Victorian Liberal Democrats MP David Limbrick has said that human rights don’t disappear during times of crisis after Victorian Police arrested 404 people and fined a further 395 at an anti-lockdown rally in Melbourne.
An estimated one thousand people gathered outside Victoria’s Parliament House on Nov. 3 to protest the state’s severe lockdown restrictions.
Limbrick, who attended the rally to listen to the concerns of the protestors, said that he was fined for violating the Chief Health Officer’s (CHO) order not to gather in groups larger than 10. But Limbrick said he believed he had not breached any laws.
“Human rights are always important, and human rights don’t disappear just because we’re in a pandemic, and people need to be reminded, especially governments need to be reminded of that,” Limbrick told The Epoch Times.
“I was there doing my job. And, yeah, I’m not happy with the way that the police conducted the operation at all,” Limbrick said.
He said now that Victoria’s COVID-19 case numbers were at zero the people should get their rights back.
Despite the easing of the state’s restrictions, many are concerned that the legislated powers remain in place—such as the Emergency Powers Bill which grants authorities extended powers to enforce the CHO’s directions.
The COVID-19 Omnibus (Emergency Measures) Act 2020 (pdf) was also extended on Oct. 20 and expires in six months unless otherwise changed by the state.
Limbrick, a supporter of the right to assemble, attended both the anti-lockdown rally and the Black Lives Matter (BLM) protest in June. Having witnessed both demonstrations, Limbrick said that authorities policed the BLM protest “completely differently” to the anti-lockdown rally.
“My concern here is … the government is sort of picking and choosing who can protest, which is totally unacceptable in a democracy,” he said.
He noted that the CHO rules were not significantly different between now and June, though the police response was.
It was estimated that thousands of people attended Melbourne’s BLM rally in June but this did not result in widespread fining; although the two main organisers were fined days after.
A critic of Premier Daniel Andrews’ response to the pandemic, Limbrick believes the premier is incapable of fighting the pandemic and providing Victorians with a free society.
“Other countries have managed to come up with solutions that don’t rely on emergency powers and coercive measures,” said Limbrick.
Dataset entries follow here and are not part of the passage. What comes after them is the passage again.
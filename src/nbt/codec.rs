//! Binary reader and writer for tagged record files

use super::tag::{Compound, List, NbtString, Tag, TagKind};
use crate::core::NbtError;
use flate2::Compression as Level;
use flate2::read::{GzDecoder, ZlibDecoder};
use flate2::write::{GzEncoder, ZlibEncoder};
use std::io::{Read, Write};

/// Deepest compound/list nesting accepted by the decoder
pub const MAX_DEPTH: usize = 512;

type Result<T> = std::result::Result<T, NbtError>;

// ============================================================================
// Document
// ============================================================================

/// Outer framing a file was stored with
#[derive(Debug, Clone, Copy, PartialEq, Eq, Default)]
pub enum Compression {
    None,
    #[default]
    Gzip,
    Zlib,
}

impl Compression {
    pub fn detect(bytes: &[u8]) -> Self {
        match bytes {
            [0x1F, 0x8B, ..] => Self::Gzip,
            [0x78, second, ..] if (0x7800u16 | *second as u16) % 31 == 0 => Self::Zlib,
            _ => Self::None,
        }
    }
}

/// A decoded file: the named root compound plus the framing it came in
#[derive(Debug, Clone, PartialEq)]
pub struct Document {
    pub name: NbtString,
    pub root: Compound,
    pub compression: Compression,
}

impl Document {
    pub fn new(root: Compound, compression: Compression) -> Self {
        Self {
            name: NbtString::default(),
            root,
            compression,
        }
    }
}

pub fn decode(bytes: &[u8]) -> Result<Document> {
    if bytes.is_empty() {
        return Err(NbtError::Empty);
    }

    let compression = Compression::detect(bytes);
    let inflated;
    let raw = match compression {
        Compression::None => bytes,
        Compression::Gzip => {
            let mut out = Vec::new();
            GzDecoder::new(bytes).read_to_end(&mut out)?;
            inflated = out;
            &inflated[..]
        }
        Compression::Zlib => {
            let mut out = Vec::new();
            ZlibDecoder::new(bytes).read_to_end(&mut out)?;
            inflated = out;
            &inflated[..]
        }
    };

    let (name, root) = decode_uncompressed(raw)?;
    Ok(Document {
        name,
        root,
        compression,
    })
}

pub fn encode(document: &Document) -> Result<Vec<u8>> {
    let raw = encode_uncompressed(&document.name, &document.root)?;
    let framed = match document.compression {
        Compression::None => raw,
        Compression::Gzip => {
            let mut encoder = GzEncoder::new(Vec::new(), Level::default());
            encoder.write_all(&raw)?;
            encoder.finish()?
        }
        Compression::Zlib => {
            let mut encoder = ZlibEncoder::new(Vec::new(), Level::default());
            encoder.write_all(&raw)?;
            encoder.finish()?
        }
    };
    Ok(framed)
}

/// Decodes a bare named root tag that must span all of `bytes`
pub fn decode_uncompressed(bytes: &[u8]) -> Result<(NbtString, Compound)> {
    let mut reader = Reader::new(bytes);
    let offset = reader.pos;
    let id = reader.u8()?;
    let kind = TagKind::from_id(id).ok_or(NbtError::UnknownTag { id, offset })?;
    if kind != TagKind::Compound {
        return Err(NbtError::RootNotCompound(kind.type_name()));
    }
    let name = reader.string()?;
    let root = reader.compound(1)?;
    if reader.remaining() > 0 {
        return Err(NbtError::TrailingData {
            offset: reader.pos,
            len: reader.remaining(),
        });
    }
    Ok((name, root))
}

pub fn encode_uncompressed(name: &NbtString, root: &Compound) -> Result<Vec<u8>> {
    let mut writer = Writer::default();
    writer.u8(TagKind::Compound.id());
    writer.string(name)?;
    writer.compound(root)?;
    Ok(writer.buf)
}

// ============================================================================
// Reader
// ============================================================================

struct Reader<'a> {
    data: &'a [u8],
    pos: usize,
}

impl<'a> Reader<'a> {
    fn new(data: &'a [u8]) -> Self {
        Self { data, pos: 0 }
    }

    fn remaining(&self) -> usize {
        self.data.len() - self.pos
    }

    fn take(&mut self, n: usize) -> Result<&'a [u8]> {
        if self.remaining() < n {
            return Err(NbtError::UnexpectedEof {
                offset: self.pos,
                needed: n - self.remaining(),
            });
        }
        let slice = &self.data[self.pos..self.pos + n];
        self.pos += n;
        Ok(slice)
    }

    fn array<const N: usize>(&mut self) -> Result<[u8; N]> {
        let mut out = [0u8; N];
        out.copy_from_slice(self.take(N)?);
        Ok(out)
    }

    fn u8(&mut self) -> Result<u8> {
        Ok(self.array::<1>()?[0])
    }

    fn i8(&mut self) -> Result<i8> {
        Ok(i8::from_be_bytes(self.array()?))
    }

    fn i16(&mut self) -> Result<i16> {
        Ok(i16::from_be_bytes(self.array()?))
    }

    fn i32(&mut self) -> Result<i32> {
        Ok(i32::from_be_bytes(self.array()?))
    }

    fn i64(&mut self) -> Result<i64> {
        Ok(i64::from_be_bytes(self.array()?))
    }

    fn f32(&mut self) -> Result<f32> {
        Ok(f32::from_bits(u32::from_be_bytes(self.array()?)))
    }

    fn f64(&mut self) -> Result<f64> {
        Ok(f64::from_bits(u64::from_be_bytes(self.array()?)))
    }

    fn length(&mut self) -> Result<usize> {
        let offset = self.pos;
        let len = self.i32()?;
        usize::try_from(len).map_err(|_| NbtError::NegativeLength { len, offset })
    }

    fn string(&mut self) -> Result<NbtString> {
        let len = u16::from_be_bytes(self.array()?) as usize;
        Ok(NbtString::from_raw(self.take(len)?.to_vec()))
    }

    fn kind(&mut self) -> Result<TagKind> {
        let offset = self.pos;
        let id = self.u8()?;
        TagKind::from_id(id).ok_or(NbtError::UnknownTag { id, offset })
    }

    /// Caps preallocation so a corrupt length cannot reserve more than the input
    fn capacity(&self, len: usize, width: usize) -> usize {
        len.min(self.remaining() / width.max(1))
    }

    fn compound(&mut self, depth: usize) -> Result<Compound> {
        if depth > MAX_DEPTH {
            return Err(NbtError::TooDeep(MAX_DEPTH));
        }
        let mut compound = Compound::new();
        loop {
            let kind = self.kind()?;
            if kind == TagKind::End {
                return Ok(compound);
            }
            let offset = self.pos;
            let name = self.string()?;
            let tag = self.payload(kind, depth)?;
            compound
                .push_new(name, tag)
                .map_err(|name| NbtError::DuplicateEntry {
                    name: name.to_string(),
                    offset,
                })?;
        }
    }

    fn list(&mut self, depth: usize) -> Result<List> {
        if depth > MAX_DEPTH {
            return Err(NbtError::TooDeep(MAX_DEPTH));
        }
        let element = self.kind()?;
        let len = self.length()?;
        if element == TagKind::End && len > 0 {
            return Err(NbtError::InvalidEndList(len));
        }
        let mut items = Vec::with_capacity(self.capacity(len, 1));
        for _ in 0..len {
            items.push(self.payload(element, depth)?);
        }
        Ok(List::from_parts(element, items))
    }

    fn payload(&mut self, kind: TagKind, depth: usize) -> Result<Tag> {
        let tag = match kind {
            TagKind::End => {
                return Err(NbtError::UnknownTag {
                    id: 0,
                    offset: self.pos,
                });
            }
            TagKind::Byte => Tag::Byte(self.i8()?),
            TagKind::Short => Tag::Short(self.i16()?),
            TagKind::Int => Tag::Int(self.i32()?),
            TagKind::Long => Tag::Long(self.i64()?),
            TagKind::Float => Tag::Float(self.f32()?),
            TagKind::Double => Tag::Double(self.f64()?),
            TagKind::ByteArray => {
                let len = self.length()?;
                let bytes = self.take(len)?;
                Tag::ByteArray(bytes.iter().map(|b| *b as i8).collect())
            }
            TagKind::String => Tag::String(self.string()?),
            TagKind::List => Tag::List(self.list(depth + 1)?),
            TagKind::Compound => Tag::Compound(self.compound(depth + 1)?),
            TagKind::IntArray => {
                let len = self.length()?;
                let mut values = Vec::with_capacity(self.capacity(len, 4));
                for _ in 0..len {
                    values.push(self.i32()?);
                }
                Tag::IntArray(values)
            }
            TagKind::LongArray => {
                let len = self.length()?;
                let mut values = Vec::with_capacity(self.capacity(len, 8));
                for _ in 0..len {
                    values.push(self.i64()?);
                }
                Tag::LongArray(values)
            }
        };
        Ok(tag)
    }
}

// ============================================================================
// Writer
// ============================================================================

#[derive(Default)]
struct Writer {
    buf: Vec<u8>,
}

impl Writer {
    fn u8(&mut self, value: u8) {
        self.buf.push(value);
    }

    fn length(&mut self, len: usize) -> Result<()> {
        let len = i32::try_from(len)
            .map_err(|_| NbtError::TooLarge(format!("sequence of {} elements", len)))?;
        self.buf.extend_from_slice(&len.to_be_bytes());
        Ok(())
    }

    fn string(&mut self, value: &NbtString) -> Result<()> {
        let len = u16::try_from(value.len())
            .map_err(|_| NbtError::TooLarge(format!("string of {} bytes", value.len())))?;
        self.buf.extend_from_slice(&len.to_be_bytes());
        self.buf.extend_from_slice(value.as_bytes());
        Ok(())
    }

    fn compound(&mut self, compound: &Compound) -> Result<()> {
        for (name, tag) in compound.iter() {
            self.u8(tag.kind().id());
            self.string(name)?;
            self.payload(tag)?;
        }
        self.u8(TagKind::End.id());
        Ok(())
    }

    fn payload(&mut self, tag: &Tag) -> Result<()> {
        match tag {
            Tag::Byte(v) => self.buf.extend_from_slice(&v.to_be_bytes()),
            Tag::Short(v) => self.buf.extend_from_slice(&v.to_be_bytes()),
            Tag::Int(v) => self.buf.extend_from_slice(&v.to_be_bytes()),
            Tag::Long(v) => self.buf.extend_from_slice(&v.to_be_bytes()),
            Tag::Float(v) => self.buf.extend_from_slice(&v.to_bits().to_be_bytes()),
            Tag::Double(v) => self.buf.extend_from_slice(&v.to_bits().to_be_bytes()),
            Tag::ByteArray(values) => {
                self.length(values.len())?;
                self.buf.extend(values.iter().map(|b| *b as u8));
            }
            Tag::String(value) => self.string(value)?,
            Tag::List(list) => {
                self.u8(list.element_kind().id());
                self.length(list.len())?;
                for item in list.iter() {
                    self.payload(item)?;
                }
            }
            Tag::Compound(compound) => self.compound(compound)?,
            Tag::IntArray(values) => {
                self.length(values.len())?;
                for v in values {
                    self.buf.extend_from_slice(&v.to_be_bytes());
                }
            }
            Tag::LongArray(values) => {
                self.length(values.len())?;
                for v in values {
                    self.buf.extend_from_slice(&v.to_be_bytes());
                }
            }
        }
        Ok(())
    }
}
This view is not curtailed by the state health minister’s comments when he said that keeping Victoria safe and open was more important than the democratic right to protest.
“People who want to get around the rules, in smart-alec approaches, are just asking for trouble,” Health Minister Martin Foley told reporters before Tuesday’s demonstration.
“Don’t protest. Now is not the time to protest. Keep safe, follow the rules and keep us open,” Foley said.
Victoria Police told The Epoch Times that they “will not hesitate to fine those who clearly and blatantly breach the chief health officer directions.”